Susanna Dilliplane, PhD, is APEP’s Deputy Director. She brings expertise in social science methods, media impact assessment, and communications and behavior change theory to her work evaluating social and policy change initiatives. Drawing on her background in qualitative and quantitative methods – including experimental design, survey research, and content analysis – she works to optimize evaluation designs, data collection, and data analysis, with a focus on collaborating closely with clients to ensure evaluation findings are useful, actionable, and appropriately contextualized.

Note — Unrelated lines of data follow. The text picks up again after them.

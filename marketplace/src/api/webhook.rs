//! Payment provider webhook.
//!
//! POST /api/bookings/:id/payment-webhook
//!
//! The provider signs the raw request body with HMAC-SHA256 using the shared
//! `PAYMENT_WEBHOOK_SECRET` and sends the lowercase hex digest in `X-Payment-Signature`.
//! There is no user session on this route; the signature is the credential.
//!
//! The signed body names the booking and the amount charged. A delivery whose booking id
//! differs from the one in the path is rejected, so a signed body cannot be replayed
//! against another booking. A reference that already paid for one booking cannot pay for
//! a second.
//!
//! Providers retry deliveries, so the same confirmation may arrive several times. The
//! booking service treats a repeated reference as a no-op and this handler answers 200
//! either way.

use crate::server::state::AppState;
use crate::types::{Booking, BookingId, Money, PaymentReference};
use axum::{
    body::Bytes,
    extract::{Path, State},
    http::HeaderMap,
    Json,
};
use hmac::{Hmac, Mac};
use serde::{Deserialize, Serialize};
use sha2::Sha256;
use thiserror::Error;
use tourbook_web::AppError;
use uuid::Uuid;

/// Header carrying the hex HMAC of the body.
pub const SIGNATURE_HEADER: &str = "X-Payment-Signature";

type HmacSha256 = Hmac<Sha256>;

/// Why a webhook delivery was rejected.
#[derive(Error, Debug, Clone, PartialEq, Eq)]
pub enum WebhookError {
    /// No signature header
    #[error("missing {SIGNATURE_HEADER} header")]
    MissingSignature,

    /// The signature does not match the body
    #[error("invalid webhook signature")]
    InvalidSignature,

    /// The body is not a payment confirmation
    #[error("invalid webhook payload: {0}")]
    InvalidPayload(String),

    /// The body confirms a payment for a different booking than the one addressed
    #[error("payment confirmation is for booking {confirmed}, not {addressed}")]
    BookingMismatch {
        /// Booking id in the path
        addressed: Uuid,
        /// Booking id in the signed body
        confirmed: Uuid,
    },
}

impl From<WebhookError> for AppError {
    fn from(err: WebhookError) -> Self {
        match err {
            WebhookError::MissingSignature | WebhookError::InvalidSignature => {
                Self::unauthorized(err.to_string())
            },
            WebhookError::InvalidPayload(_) | WebhookError::BookingMismatch { .. } => {
                Self::bad_request(err.to_string())
            },
        }
    }
}

/// A payment confirmation.
#[derive(Debug, Clone, PartialEq, Eq, Serialize, Deserialize)]
pub struct PaymentConfirmation {
    /// Booking the payment was made for
    pub booking_id: Uuid,
    /// Provider's reference for the payment
    pub payment_reference: String,
    /// Amount charged, in cents
    pub amount_cents: u64,
}

/// Hex HMAC-SHA256 of `body` under `secret`.
///
/// # Errors
///
/// Returns [`WebhookError::InvalidSignature`] if the key is rejected by the MAC.
pub fn sign(secret: &[u8], body: &[u8]) -> Result<String, WebhookError> {
    let mut mac =
        HmacSha256::new_from_slice(secret).map_err(|_| WebhookError::InvalidSignature)?;
    mac.update(body);
    Ok(hex::encode(mac.finalize().into_bytes()))
}

/// Check `signature` (hex) against the HMAC of `body`. Comparison is constant time.
///
/// # Errors
///
/// Returns [`WebhookError::InvalidSignature`] if the signature does not match.
pub fn verify_signature(secret: &[u8], body: &[u8], signature: &str) -> Result<(), WebhookError> {
    let expected = sign(secret, body)?;
    let provided = signature.trim().to_ascii_lowercase();
    if constant_time_eq::constant_time_eq(expected.as_bytes(), provided.as_bytes()) {
        Ok(())
    } else {
        Err(WebhookError::InvalidSignature)
    }
}

/// Record a payment confirmed by the provider.
///
/// Signature failures answer 401, an unparseable body or a body for another booking 400,
/// then the usual booking errors (404 unknown booking, 422 amount mismatch, 409 not
/// awaiting payment or reference already used).
pub async fn payment_webhook(
    Path(id): Path<Uuid>,
    State(state): State<AppState>,
    headers: HeaderMap,
    body: Bytes,
) -> Result<Json<Booking>, AppError> {
    let signature = headers
        .get(SIGNATURE_HEADER)
        .and_then(|value| value.to_str().ok())
        .ok_or(WebhookError::MissingSignature)?;

    if let Err(err) = verify_signature(&state.webhook_secret, &body, signature) {
        tracing::warn!(booking_id = %id, "Rejected payment webhook with a bad signature");
        return Err(err.into());
    }

    let confirmation: PaymentConfirmation = serde_json::from_slice(&body)
        .map_err(|e| WebhookError::InvalidPayload(e.to_string()))?;
    if confirmation.booking_id != id {
        tracing::warn!(
            booking_id = %id,
            confirmed_booking_id = %confirmation.booking_id,
            "Rejected payment webhook addressed to another booking"
        );
        return Err(WebhookError::BookingMismatch {
            addressed: id,
            confirmed: confirmation.booking_id,
        }
        .into());
    }

    let booking = state
        .bookings
        .confirm_payment(
            BookingId::from_uuid(id),
            PaymentReference::new(confirmation.payment_reference),
            Money::from_cents(confirmation.amount_cents),
        )
        .await?;
    Ok(Json(booking))
}
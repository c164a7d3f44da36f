//! Shared fixtures for the marketplace integration tests.

#![allow(dead_code, clippy::expect_used, clippy::unwrap_used)]

use chrono::{DateTime, Duration, Utc};
use std::sync::Arc;
use tourbook_core::environment::Clock;
use tourbook_marketplace::booking::{BookingEnvironment, BookingService, CreateBooking};
use tourbook_marketplace::ledger::InMemoryLedger;
use tourbook_marketplace::settlement::SettlementPolicy;
use tourbook_marketplace::types::{
    Actor, Booking, BookingStatus, Decision, Money, PaymentReference, Role, Tour, TourId, User,
};
use tourbook_testing::{test_time, ManualClock};

/// One guide with one tour, one tourist and one admin over an in-memory ledger.
pub struct Marketplace {
    pub clock: ManualClock,
    pub ledger: Arc<InMemoryLedger>,
    pub bookings: BookingService,
    pub tourist: User,
    pub guide: User,
    pub admin: User,
    pub tour: Tour,
}

impl Marketplace {
    /// Tour fee 100, groups up to 6, clock at [`test_time`].
    pub fn new() -> Self {
        let clock = ManualClock::new(test_time());
        let ledger = Arc::new(InMemoryLedger::new());

        let tourist = User::new("Ana", "ana@example.com", Role::Tourist, test_time());
        let mut guide = User::new("Bo", "bo@example.com", Role::Guide, test_time());
        guide.is_verified = true;
        let admin = User::new("Cy", "cy@example.com", Role::Admin, test_time());
        let tour = Tour {
            id: TourId::new(),
            guide_id: guide.id,
            title: "Old town walk".to_string(),
            tour_fee: Money::from_cents(100),
            duration_hours: 3,
            max_group_size: 6,
            is_active: true,
            created_at: test_time(),
        };

        ledger.insert_user(tourist.clone()).unwrap();
        ledger.insert_user(guide.clone()).unwrap();
        ledger.insert_user(admin.clone()).unwrap();
        ledger.insert_tour(tour.clone()).unwrap();

        let env = BookingEnvironment::new(Arc::new(clock.clone()), SettlementPolicy::default());
        let bookings = BookingService::new(ledger.clone(), env);

        Self {
            clock,
            ledger,
            bookings,
            tourist,
            guide,
            admin,
            tour,
        }
    }

    pub fn now(&self) -> DateTime<Utc> {
        self.clock.now()
    }

    pub fn as_tourist(&self) -> Actor {
        Actor::tourist(self.tourist.id)
    }

    pub fn as_guide(&self) -> Actor {
        Actor::guide(self.guide.id)
    }

    pub fn as_admin(&self) -> Actor {
        Actor::admin(self.admin.id)
    }

    /// A request for `people` on a date `ahead` of now.
    pub fn request(&self, people: u32, ahead: Duration) -> CreateBooking {
        CreateBooking {
            guide_id: self.guide.id,
            tour_id: self.tour.id,
            date: self.now() + ahead,
            number_of_people: people,
            special_requests: None,
        }
    }

    /// Drive a fresh two-person booking, ten days out, into `status`.
    pub async fn booking_in(&self, status: BookingStatus) -> Booking {
        let booking = self
            .bookings
            .create(self.as_tourist(), self.request(2, Duration::days(10)))
            .await
            .expect("create");
        if status == BookingStatus::PendingPayment {
            return booking;
        }

        let booking = self
            .bookings
            .mark_paid(booking.id, PaymentReference::new(format!("pay_{}", booking.id)))
            .await
            .expect("mark_paid");
        match status {
            BookingStatus::Pending => booking,
            BookingStatus::Confirmed => self.accept(&booking).await,
            BookingStatus::Cancelled => self
                .bookings
                .cancel(booking.id, self.as_tourist())
                .await
                .expect("cancel"),
            BookingStatus::Completed => {
                let confirmed = self.accept(&booking).await;
                let back = self.now();
                self.clock.set(confirmed.date + Duration::hours(4));
                let completed = self.bookings.complete(confirmed.id).await.expect("complete");
                self.clock.set(back);
                completed
            },
            BookingStatus::PendingPayment => booking,
        }
    }

    async fn accept(&self, booking: &Booking) -> Booking {
        self.bookings
            .guide_decision(booking.id, self.as_guide(), Decision::Accept)
            .await
            .expect("accept")
    }
}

Her recent portfolio includes: leading APEP’s evaluation of Independent Television Service’s Women and Girls Lead Global project, a documentary film-based initiative implemented with 47 NGO partners in 5 countries; serving as primary author of APEP’s landscape scan for Fund for Shared Insight, examining how funders and nonprofits meaningfully connect with the communities they intend to benefit; serving as lead methodologist and analyst for APEP’s evaluation of the Pew Research Center’s Global Attitudes Project; and developing M&E tools for The Expectations Project.
Before joining the Aspen Institute in 2014, Susanna served as an independent consultant and as a postdoctoral fellow at the University of Pennsylvania. In those roles, she collaborated with NGOs and social scientists on diverse research projects, including studies evaluating the impact of news media and media-based interventions on knowledge, attitudes, and behavior. Previously, she served as editor for the Joint Center for Political and Economic Studies, a non-partisan public policy organization focused on political, economic, and social issues that impact African Americans and other communities of color. She holds a B.A. in political science from Barnard College, and an M.A. and a Ph.D. in communications from the Annenberg School for Communication, University of Pennsylvania. Her happy place is with animals, helping out at a local farm animal rescue and testing hypotheses about how many rescues can comfortably co-exist in a Philadelphia rowhouse with her and her husband (evidence to date suggests five cats and one flamboyant bunny).